Back in my activist days in South Africa, when we were being prepared for the possibility of torture in the detention cells of Adolf Hitler’s South African heirs, we were warned that our captors might seek, under threat of violence, to force us to engage in grotesque behavior—say, eating or drinking one’s own bodily waste, or other forms of subhuman actions. The reason, we were told, is that the interrogator needs to convince himself that when he is meting out torture on a defenseless person, he is not being inhuman: to maintain his own sense of humanity, to go home and hug his kids after a long day of torturing a victim, it helps if he is able to convince himself that his victim is somehow less than human and worthy of being treated accordingly. The advice we were given was to resist this dehumanization as much as we could, doing whatever was possible to remind our interrogator of our humanity and corrode the psychological defenses he had created for his monstrous behavior. I feel extremely lucky that I never found myself in the situation of those who had learned these lessons through personal experience. But the underlying principle is clear: Monstrous behavior in service of an ugly system requires that its victims be dehumanized.
Whiteness was constructed as a supremacist moral-psychological device to sanctify genocidal violence by servants of the colonial order, because the logic of that order required dehumanizing the tens of millions of victims across whose broken bodies European, and later American, “progress” would roll. Genocidal violence is anything but personal; it’s the systemic pursuit of what the perpetrators understand as a historic necessity for the greater good.

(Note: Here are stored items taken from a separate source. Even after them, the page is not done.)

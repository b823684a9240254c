//! Output destinations for encoded images.

use std::fs::File;
use std::io::{self, Seek, SeekFrom, Write};

use crate::error::{Result, WebPError};

/// Largest single write handed to a sink.
pub const MAX_WRITE_SIZE: usize = 81920;

/// A destination that is sized up front and then filled sequentially.
///
/// [`crate::pipeline::save`] calls [`ImageSink::set_length`] once with the
/// final size and then [`ImageSink::write_chunk`] until exactly that many
/// bytes have been written. It does so only after encoding succeeded, so a
/// failed or cancelled save never touches the sink. Removing a partially
/// written destination after an I/O error is the sink owner's job.
pub trait ImageSink {
    fn set_length(&mut self, len: u64) -> io::Result<()>;
    fn write_chunk(&mut self, data: &[u8]) -> io::Result<()>;
}

impl ImageSink for Vec<u8> {
    fn set_length(&mut self, len: u64) -> io::Result<()> {
        self.clear();
        let len = usize::try_from(len).map_err(|e| io::Error::new(io::ErrorKind::OutOfMemory, e))?;
        self.reserve_exact(len);
        Ok(())
    }

    fn write_chunk(&mut self, data: &[u8]) -> io::Result<()> {
        self.extend_from_slice(data);
        Ok(())
    }
}

impl ImageSink for File {
    fn set_length(&mut self, len: u64) -> io::Result<()> {
        self.set_len(len)?;
        self.seek(SeekFrom::Start(0))?;
        Ok(())
    }

    fn write_chunk(&mut self, data: &[u8]) -> io::Result<()> {
        self.write_all(data)
    }
}

/// Size the sink and copy `data` into it in bounded chunks.
pub fn write_image<S: ImageSink + ?Sized>(sink: &mut S, data: &[u8]) -> Result<()> {
    if data.is_empty() {
        return Ok(());
    }
    sink.set_length(data.len() as u64).map_err(WebPError::WriteFailure)?;
    for chunk in data.chunks(MAX_WRITE_SIZE) {
        sink.write_chunk(chunk).map_err(WebPError::WriteFailure)?;
    }
    Ok(())
}
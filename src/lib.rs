//! # webp-filetype
//!
//! WebP load/save core with metadata round-tripping: EXIF properties, ICC
//! profiles and XMP packets survive a load → edit → save cycle, orientation
//! is applied on load, and physical resolution maps to document DPI.
//!
//! ## Quick Start
//!
//! ```rust,no_run
//! use webp_filetype::codec::EncoderOptions;
//! use webp_filetype::pipeline;
//!
//! fn main() -> anyhow::Result<()> {
//!     // Accepts WebP, and JPEG/PNG/GIF/TIFF files that were given a .webp name
//!     let data = std::fs::read("photo.webp")?;
//!     let doc = pipeline::load(&data)?;
//!
//!     for (path, value) in doc.properties.iter() {
//!         println!("{path} = {}", value.display_value());
//!     }
//!
//!     let mut out = std::fs::File::create("copy.webp")?;
//!     pipeline::save(&doc, &mut out, &EncoderOptions::default(), None)?;
//!     Ok(())
//! }
//! ```
//!
//! ## Progress and Cancellation
//!
//! ```rust,no_run
//! use std::ops::ControlFlow;
//! use webp_filetype::codec::EncoderOptions;
//! use webp_filetype::document::{Document, Surface};
//! use webp_filetype::pipeline;
//!
//! let doc = Document::new(Surface::new(4096, 4096));
//! let mut out = Vec::new();
//! let result = pipeline::save(&doc, &mut out, &EncoderOptions::default(), Some(&mut |percent| {
//!     println!("{percent}%");
//!     if percent >= 50 { ControlFlow::Break(()) } else { ControlFlow::Continue(()) }
//! }));
//! assert!(result.unwrap_err().is_cancelled());
//! ```
//!
//! ## Modules
//!
//! - [`format`] — container signature detection
//! - [`exif`] — tag model, EXIF parsing and serialization
//! - [`metadata`] — WebP chunks ↔ document metadata
//! - [`codec`] — the [`codec::WebPCodec`] boundary and its libwebp implementation
//! - [`riff`] — RIFF chunk walking and VP8X muxing
//! - [`document`], [`xmp`], [`transform`] — the in-memory image
//! - [`sink`] — output destinations
//! - [`pipeline`] — load and save orchestration
//! - [`config`], [`batch`] — settings and the batch converter behind the CLI

pub mod batch;
pub mod codec;
pub mod config;
pub mod document;
pub mod error;
pub mod exif;
pub mod format;
pub mod metadata;
pub mod pipeline;
pub mod riff;
pub mod sink;
pub mod transform;
pub mod xmp;

pub use document::Document;
pub use error::{Result, WebPError};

The United States’ failure or refusal to confront this legacy of whiteness has left an indelible and extremely toxic imprint on the minds, the sense of self and other, and the identities of its residents. This imprint is clearly at play in the systemic police violence against black and brown people in the US today.
One of Peck’s most striking scripted interludes has a black priest encounter a black slaver brutally driving a column of white children in chains through an African jungle. The power of juxtaposing historical roles through these images is that they attack the viewer’s unconscious bias, i.e., the learned dehumanization of the other that has sustained white supremacy for centuries—and which is clearly at work in the pattern of police brutalization of people of color. Yes, 13-year-old Adam Toledo, shot dead in Chicago last week with his hands raised, was a child. Yes, 12-year-old Tamir Rice, killed by a cop in Cleveland in 2014, was a child. But did their killers actually see them as children like the children in their own homes or extended families?
Perhaps we’re seeing the consequences of our society’s failure to confront the depth of barbarism that the United States has visited upon generation after generation of enslaved Africans, and on the indigenous populations they forced from the land. Sure, many white Americans have been made aware of that legacy, but the state itself remains stubbornly resistant to unpacking the appalling historical truths that so thoroughly negate the presumption of virtue in the origin story that American society has told itself for decades.
The US won’t overcome its systemic racism without overcoming whiteness: the systematic dehumanization of the “other.” That’s why Peck provides such a profound public service in “Exterminate All the Brutes”—he offers us a powerful tool for understanding how we got here.